Thursday, May 04, 2006

Chinese Food Makes up for Everything

Yesterday was kinda rough. I had my Criminal Law exam, and I felt under prepared walking into it. Ironically, that wasn’t my problem. It wasn’t that I didn’t have the right amount of information, it was that I didn’t know how to properly synthesize the stuff… I finished the exam with twenty minutes to spare, and thought I had really hit everything I needed to… Then listening to people talk about it afterward, I realized that I missed some very very major points.

In retrospect, I remember feeling a bit of the same way about my Civil Procedure exam, and it turns out that I got one of the highest grades in that class. But I highly doubt that will be the outcome here. I just didn’t have it, and I know it.

I suffered a bit of a headtrip about the whole thing yesterday about the whole thing. I have been on the Dean’s List, so I have that to lose, and I am substantially certain that I lost that yesterday. It means almost nothing, and the big picture of the thing is not as severe as I would have made it. The honest reality: I probably “rode the curve” and will get the B- that we always joke about. That’s not horrible by any means.

Ive just never been bad at anything before. I’ve rarely, rarely walked away from any performance and been able to look at it and say, “I could’ve done better.” Welcome to law school. I wont even find out for about a month how I did, so that will soften the blow as I will actually be PRACTICING criminal law by that time. (irony?)

The blow of the whole thing was softened by the fact that I was surrounded by such good friends. A crew of us went to Brits after the thing, and then John, Meg and I all went to Pings for some quality Chinese food. Then we went to the 19, got sufficiently ripped, and each ended up hooking up (kinda).

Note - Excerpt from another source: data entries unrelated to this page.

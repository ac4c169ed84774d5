//! Core graph types: the entity arena, the refname registry and ordering
//! algorithms.

pub mod algorithms;
mod context;
mod entity;

pub(crate) use context::UrlKey;
pub use context::Context;
pub use entity::{
    ClassData, DocRef, Entity, EntityId, EntityKind, EntityType, External, FunctionData,
    ModuleData, VariableData,
};
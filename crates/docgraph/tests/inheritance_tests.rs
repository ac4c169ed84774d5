//! Integration tests for inheritance linking
//! Fill, link and idempotence across class hierarchies

use docgraph::{helpers, link_inheritance, Context, DocConfig, DocError, DocWarning, EntityId, ModuleBuilder};
use docgraph_reflect_api::{MemoryProvider, RoutineDecorator};

fn document(provider: &MemoryProvider, name: &str) -> (Context, EntityId) {
    helpers::document(provider, name, &DocConfig::default()).unwrap()
}

fn docstring(ctx: &Context, refname: &str) -> String {
    let id = ctx.lookup(refname).unwrap_or_else(|| panic!("{} not registered", refname));
    ctx.doc(id).unwrap().docstring().to_string()
}

fn inherits(ctx: &Context, refname: &str) -> Option<String> {
    let id = ctx.lookup(refname)?;
    ctx.doc(id).unwrap().inherits().map(|doc| doc.refname())
}

// ====================
// Scenarios
// ====================

#[test]
fn test_member_inherited_from_base() {
    let mut provider = MemoryProvider::new();
    let m = provider.add_module("m");
    let a = provider.add_class(m, "A", &[], "Base class.");
    provider.add_method(a, "f", "base");
    provider.add_class(m, "B", &[a], "Derived class.");

    let (ctx, _) = document(&provider, "m");

    assert_eq!(docstring(&ctx, "m.B.f"), "base");
    assert_eq!(inherits(&ctx, "m.B.f").as_deref(), Some("m.A.f"));
    assert_eq!(inherits(&ctx, "m.A.f"), None);

    let b_f = ctx.doc(ctx.lookup("m.B.f").unwrap()).unwrap();
    let function = b_f.as_function().unwrap();
    assert_eq!(function.cls().unwrap().refname(), "m.B");
    assert!(function.is_method());
}

#[test]
fn test_redeclared_member_keeps_own_docstring() {
    let mut provider = MemoryProvider::new();
    let m = provider.add_module("m");
    let a = provider.add_class(m, "A", &[], "");
    provider.add_method(a, "f", "base");
    let b = provider.add_class(m, "B", &[a], "");
    provider.add_method(b, "f", "override");

    let (ctx, _) = document(&provider, "m");

    assert_eq!(docstring(&ctx, "m.B.f"), "override");
    assert_eq!(inherits(&ctx, "m.B.f"), None);
}

#[test]
fn test_nearest_documented_source_wins() {
    let mut provider = MemoryProvider::new();
    let m = provider.add_module("m");
    let a = provider.add_class(m, "A", &[], "");
    provider.add_method(a, "f", "from A");
    let b = provider.add_class(m, "B", &[a], "");
    provider.add_method(b, "f", "from B");
    let c = provider.add_class(m, "C", &[b], "");
    provider.add_class(m, "D", &[c], "");

    let (ctx, _) = document(&provider, "m");

    let d = ctx.doc(ctx.lookup("m.D").unwrap()).unwrap();
    let mro: Vec<String> = d
        .as_class()
        .unwrap()
        .mro(true)
        .iter()
        .map(|r| ctx.ref_refname(r))
        .collect();
    assert_eq!(mro, vec!["m.C", "m.B", "m.A"]);

    assert_eq!(docstring(&ctx, "m.D.f"), "from B");
    assert_eq!(docstring(&ctx, "m.C.f"), "from B");
    assert_eq!(inherits(&ctx, "m.C.f").as_deref(), Some("m.B.f"));
    assert_eq!(inherits(&ctx, "m.D.f").as_deref(), Some("m.C.f"));

    let d_f = ctx.doc(ctx.lookup("m.D.f").unwrap()).unwrap();
    assert_eq!(d_f.inherits_top().refname(), "m.B.f");
}

#[test]
fn test_cyclic_inheritance_is_reported() {
    let mut provider = MemoryProvider::new();
    let m = provider.add_module("m");
    let x = provider.add_class(m, "X", &[], "");
    let y = provider.add_class(m, "Y", &[], "");
    let root = provider.root();
    provider.set_mro(x, vec![x, y, root]);
    provider.set_mro(y, vec![y, x, root]);

    let config = DocConfig::default();
    let (mut ctx, _) = ModuleBuilder::new(&provider, &config)
        .build_standalone("m")
        .unwrap();

    match link_inheritance(&mut ctx, &config) {
        Err(DocError::CyclicInheritance { classes }) => {
            assert!(classes.contains(&"m.X".to_string()));
            assert!(classes.contains(&"m.Y".to_string()));
        }
        other => panic!("expected a cycle, got {:?}", other),
    }
}

#[test]
fn test_empty_redeclaration_counts_as_inheriting() {
    let mut provider = MemoryProvider::new();
    let m = provider.add_module("m");
    let a = provider.add_class(m, "A", &[], "");
    provider.add_method(a, "f", "base");
    let b = provider.add_class(m, "B", &[a], "");
    provider.add_method(b, "f", "");

    let (ctx, _) = document(&provider, "m");

    assert_eq!(docstring(&ctx, "m.B.f"), "base");
    assert_eq!(inherits(&ctx, "m.B.f").as_deref(), Some("m.A.f"));
}

#[test]
fn test_same_object_inherits() {
    let mut provider = MemoryProvider::new();
    let m = provider.add_module("m");
    let a = provider.add_class(m, "A", &[], "");
    let f = provider.add_method(a, "f", "shared");
    let b = provider.add_class(m, "B", &[a], "");
    provider.add_class_alias(b, "f", f);

    let (ctx, _) = document(&provider, "m");

    assert_eq!(inherits(&ctx, "m.B.f").as_deref(), Some("m.A.f"));
}

#[test]
fn test_undocumented_ancestor_member_not_inherited() {
    let mut provider = MemoryProvider::new();
    let m = provider.add_module("m");
    let a = provider.add_class(m, "A", &[], "");
    provider.add_method(a, "quiet", "");
    provider.add_class(m, "B", &[a], "");

    let (ctx, _) = document(&provider, "m");

    assert!(ctx.lookup("m.A.quiet").is_some());
    assert!(ctx.lookup("m.B.quiet").is_none());
}

#[test]
fn test_inheritance_across_modules() {
    let mut provider = MemoryProvider::new();
    provider.add_package("pkg");
    let base = provider.add_module("pkg.base");
    let a = provider.add_class(base, "A", &[], "");
    provider.add_method(a, "f", "base");
    let derived = provider.add_module("pkg.derived");
    provider.add_class(derived, "B", &[a], "");

    let (ctx, _) = document(&provider, "pkg");

    assert_eq!(inherits(&ctx, "pkg.derived.B.f").as_deref(), Some("pkg.base.A.f"));

    // The clone lives on the subclass's page.
    let id = ctx.lookup("pkg.derived.B.f").unwrap();
    assert_eq!(ctx.url(id, None, "", false), "pkg/derived.html#pkg.derived.B.f");
    assert_eq!(ctx.url(id, None, "", true), "pkg/base.html#pkg.base.A.f");
    let derived = ctx.lookup("pkg.derived").unwrap();
    assert_eq!(ctx.url(id, Some(derived), "", false), "#pkg.derived.B.f");
    assert_eq!(ctx.get(id).unwrap().module, derived);
}

#[test]
fn test_document_all_links_across_trees() {
    let mut provider = MemoryProvider::new();
    let core = provider.add_module("core");
    let a = provider.add_class(core, "A", &[], "");
    provider.add_method(a, "f", "base");
    let ext = provider.add_module("ext");
    provider.add_class(ext, "B", &[a], "");

    let mut ctx = Context::new();
    let ids = helpers::document_all(&mut ctx, &provider, &["core", "ext"], &DocConfig::default())
        .unwrap();

    assert_eq!(ids.len(), 2);
    assert_eq!(inherits(&ctx, "ext.B.f").as_deref(), Some("core.A.f"));
}

#[test]
fn test_inherited_members_grouped_by_ancestor() {
    let mut provider = MemoryProvider::new();
    let m = provider.add_module("m");
    let left = provider.add_class(m, "Left", &[], "");
    provider.add_method(left, "x", "From left.");
    let right = provider.add_class(m, "Right", &[], "");
    provider.add_method(right, "z", "From right.");
    provider.add_method(right, "y", "Also from right.");
    provider.add_class(m, "Both", &[left, right], "");

    let (ctx, _) = document(&provider, "m");

    let both = ctx.doc(ctx.lookup("m.Both").unwrap()).unwrap();
    let groups: Vec<(String, Vec<String>)> = both
        .as_class()
        .unwrap()
        .inherited_members()
        .into_iter()
        .map(|(owner, members)| (owner.refname(), members.iter().map(|d| d.refname()).collect()))
        .collect();

    assert_eq!(
        groups,
        vec![
            ("m.Left".to_string(), vec!["m.Left.x".to_string()]),
            (
                "m.Right".to_string(),
                vec!["m.Right.y".to_string(), "m.Right.z".to_string()]
            ),
        ]
    );
}

#[test]
fn test_method_kinds_survive_inheritance() {
    let mut provider = MemoryProvider::new();
    let m = provider.add_module("m");
    let a = provider.add_class(m, "A", &[], "");
    provider.add_method(a, "run", "Run.");
    provider.add_routine(a, "make", "Make.", RoutineDecorator::ClassMethod);
    provider.add_routine(a, "check", "Check.", RoutineDecorator::StaticMethod);
    provider.add_class(m, "B", &[a], "");

    let (ctx, _) = document(&provider, "m");

    let b = ctx.doc(ctx.lookup("m.B").unwrap()).unwrap();
    let b = b.as_class().unwrap();
    let methods: Vec<&str> = b.methods(true, true).iter().map(|d| d.name()).collect();
    let functions: Vec<&str> = b.functions(true, true).iter().map(|d| d.name()).collect();
    assert_eq!(methods, vec!["run"]);
    assert_eq!(functions, vec!["check", "make"]);
    assert!(b.methods(false, true).is_empty());
}

// ====================
// Idempotence
// ====================

#[test]
fn test_second_link_is_noop_with_warning() {
    let mut provider = MemoryProvider::new();
    let m = provider.add_module("m");
    let a = provider.add_class(m, "A", &[], "");
    provider.add_method(a, "f", "base");
    provider.add_class(m, "B", &[a], "");

    let config = DocConfig::default();
    let (mut ctx, module) = helpers::document(&provider, "m", &config).unwrap();
    let registered = ctx.len();
    let before = inherits(&ctx, "m.B.f");

    link_inheritance(&mut ctx, &config).unwrap();

    assert_eq!(inherits(&ctx, "m.B.f"), before);
    assert_eq!(docstring(&ctx, "m.B.f"), "base");
    assert_eq!(ctx.len(), registered);
    assert!(ctx
        .warnings()
        .contains(&DocWarning::AlreadyLinked { module: "m".to_string() }));
    assert!(ctx.doc(module).unwrap().as_module().unwrap().is_linked());
}
//! # docgraph-python
//!
//! Static reflection provider for docgraph - documents Python packages by
//! reading their source with tree-sitter instead of importing them.
//!
//! ## Features
//!
//! - Locates packages, modules and namespace packages under search roots
//! - Extracts functions, classes, methods, properties and documented
//!   variables with full signatures
//! - Follows imports and base classes across modules, lazily
//! - Reads `__all__` export lists and `__pdoc__` override dictionaries
//! - Safe: no code is executed, malformed files surface as errors
//!
//! ## Quick Start
//!
//! ```rust,no_run
//! use docgraph::{helpers, DocConfig};
//! use docgraph_python::PythonProvider;
//!
//! # fn main() -> Result<(), Box<dyn std::error::Error>> {
//! let provider = PythonProvider::from_root("src")?;
//! let (ctx, module) = helpers::document(&provider, "mypackage", &DocConfig::default())?;
//! println!("{}", docgraph::export::export_json(&ctx, module)?);
//! # Ok(())
//! # }
//! ```

pub mod config;
pub mod extractor;
pub mod ir;

mod provider;
mod visitor;

pub use config::PythonProviderConfig;
pub use extractor::extract;
pub use provider::PythonProvider;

I took home a skater-boy, Timmy and she got a number from some chick (edited). John went home to his wife. It felt good to be with those two and just hang. I dont know why it has taken me so long to do so.

I spend so much time pretending that I dont care about my grades, perhaps it is time to make that a reality. I did fine. I did my best. I couldn't have prepared much better. Just got to move past this one.

Wednesday, May 03, 2006

I walk alone

I went for a walk last night about 10pm. I had been in my apartment all day long preparing for today's Criminal Law test. I departed down my street, and then walked along the park, just enough to stretch my legs and get some air.

I was reminded that when I first moved here I had heard all sorts of horror stories about the park. I remember (Mitchell) worrying about me walking there at night. And I was so concerned at that point about losing (Mitchell). Moving can be a scary thing. That feeling of the unknown is hard for most of us.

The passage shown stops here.